Ingram Touts Print-on-Demand Capacity Boost: UK, Australia, USA

In News by Porter Anderson

Book distribution giant Ingram announces today the autumn opening of a new printing and shipping facility in Melbourne, while American and British plants are being upgraded.

Ingram Content Group has a new 50,000-square-foot Lightning Source facility being built in Melbourne, Australia, to come online in the autumn. This photo is from June 8 in Melbourne during pandemic restrictions. Image – iStockphoto: Craig RJD

By Porter Anderson, Editor-in-Chief | @Porter_Anderson

‘Recent Shifts in the Market and Supply Chain’
Given “recent shifts in the market and supply chain,” Ingram Content Group‘s Lightning Source—the company’s international print-on-demand division—has announced today (July 6) that it’s planning to boost “capacity growth through equipment investments in the United States, the United Kingdom, and Australia.”

It’s an interesting glimpse into what a worldwide pandemic might mean to an international book distributor to read, “After making a significant investment to replace and upgrade its print fleet just three years ago, Lightning Source is again making a significant investment to heighten support for the publishing industry given recent shifts in the market and supply chain.”

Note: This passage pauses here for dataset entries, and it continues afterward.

//! Worker start and stop steps.

use std::path::PathBuf;
use std::sync::Arc;

use chatq_runtime::{ConnectionSession, MediaUploader, Result, SessionLoop, Transport, resolve_extensions};

use crate::config::{Credentials, WorkerConfig, resolve_credentials};
use crate::dispatcher::Dispatcher;
use crate::queue::TaskQueue;

/// Credentials sources and switches given on the command line.
#[derive(Debug, Clone, Default)]
pub struct StartOptions {
	pub login: Option<String>,
	pub config: Option<PathBuf>,
	pub unmoxie: bool,
}

/// Everything a running worker shares between its consumers.
pub struct WorkerStep {
	credentials: Credentials,
	config: WorkerConfig,
	encryption: bool,
	session_loop: Arc<SessionLoop>,
	queue: Arc<TaskQueue>,
	dispatcher: Arc<Dispatcher>,
}

impl WorkerStep {
	/// Resolves credentials and extensions, then wires the session, loop,
	/// queue and dispatcher on top of `transport`.
	///
	/// # Errors
	///
	/// [`chatq_runtime::Error::Configuration`] for missing, ambiguous or invalid
	/// credentials, [`chatq_runtime::Error::Lookup`] for an unknown extension.
	pub fn start(
		options: &StartOptions,
		config: WorkerConfig,
		transport: Arc<dyn Transport>,
		uploader: Arc<dyn MediaUploader>,
	) -> Result<Self> {
		config.validate()?;
		let credentials = resolve_credentials(
			options.login.as_deref(),
			options.config.as_deref(),
			config.credentials_file.as_deref(),
		)?;
		let extensions = resolve_extensions(&config.extensions)?;
		let encryption = config.encryption && !options.unmoxie;

		let session = Arc::new(ConnectionSession::new(credentials.jid(), transport, uploader).with_extensions(extensions));
		let session_loop = Arc::new(SessionLoop::new(session).with_detached_delay(config.detached_delay()));
		let queue = Arc::new(TaskQueue::new(&config.queues)?);
		let dispatcher = Arc::new(
			Dispatcher::new(Arc::clone(&session_loop), queue.clone(), queue.default_queue())
				.with_retry_policy(config.retry_policy())
				.with_loop_options(config.loop_options()),
		);

		tracing::info!(target: "chatq::worker", encryption, queues = ?config.queues, "initialized for {}", credentials.phone);
		Ok(Self {
			credentials,
			config,
			encryption,
			session_loop,
			queue,
			dispatcher,
		})
	}

	/// Disconnects the session if it is connected.
	pub fn stop(&self) -> Result<()> {
		tracing::info!(target: "chatq::worker", "stopping");
		let session = self.session_loop.session();
		for ext in session.extensions() {
			if let Some(summary) = ext.summary() {
				tracing::info!(target: "chatq::worker", extension = ext.name(), "{summary}");
			}
		}
		if session.is_connected() {
			session.disconnect()?;
			tracing::info!(target: "chatq::worker", "disconnect requested");
		}
		Ok(())
	}

	pub fn credentials(&self) -> &Credentials {
		&self.credentials
	}

	pub fn config(&self) -> &WorkerConfig {
		&self.config
	}

	pub fn encryption(&self) -> bool {
		self.encryption
	}

	pub fn session_loop(&self) -> &Arc<SessionLoop> {
		&self.session_loop
	}

	pub fn session(&self) -> &Arc<ConnectionSession> {
		self.session_loop.session()
	}

	pub fn queue(&self) -> &Arc<TaskQueue> {
		&self.queue
	}

	pub fn dispatcher(&self) -> &Arc<Dispatcher> {
		&self.dispatcher
	}
}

Referring to “virtual inventory”—which turns into physical books once a print copy is ordered—the company writes in its media messaging today, “For retailers and libraries, Ingram’s print-on-demand services capture every sale and circulation by showing inventory availability.

“Connecting Ingram’s global network of manufacturing and distribution helps make millions of titles available for purchase” in many parts of the world.

Probably the most element of today’s announcement is the new plant Ingram is building in Melbourne, Australia, “along with additional printing and finishing equipment.” The facility is to comprise 50,000 square feet (4,645.2 square meters) and, Ingram says, “will double print and shipping capabilities in Australia while adding dozens of new jobs.”

The new operation is to be online in the autumn, Ingram saying that its “virtual inventory and print-on-demand distribution service in Australia has become very attractive to overseas publishers. The current fragility of traditional supply chains and increases in export freight costs have made integrated, local, manufacturing solutions more attractive.”

Indeed, when you consider that one of the main issues for many Western publishers during the pandemic was disruption in print work in China, it’s easy to understand how Ingram may see some of its potential in the Australian installation.

UK and US Facilities

In the UK, as Publishing Perspectives readers will remember, Ingram in 2017 bought  Book Network International Ltd., referred to as NBNi, as a new part of its physical and digital book distribution operations under senior vice president for international content acquisition David Taylor‘s direction.

The NBNi warehouse move from Plymouth to “a new 98,000 square foot facility in Milton Keynes” between London and Leicester, “in close proximity to its well-established print-on-demand operation, thereby allowing further and closer integration between these two services.”

The print-on-demand facility in Milton Keynes has been undergoing upgrades, Ingram says, along with “other manufacturing investments which are projected to increase print capacity by double-digit percentages.”

And in the economically staggered States, no one will be sorry to hear that “Ingram expects to hire hundreds of new associates” for “millions of dollars being invested to increase capacity in the Allentown, Pennsylvania plant, as well as both the plants in Tennessee, at Jackson and Ingram’s base La Vergne. “New printing, binding, trimming and shipping/sortation equipment will be installed now through October,” the company says, “and will increase U.S. capacity by double-digit percentages.”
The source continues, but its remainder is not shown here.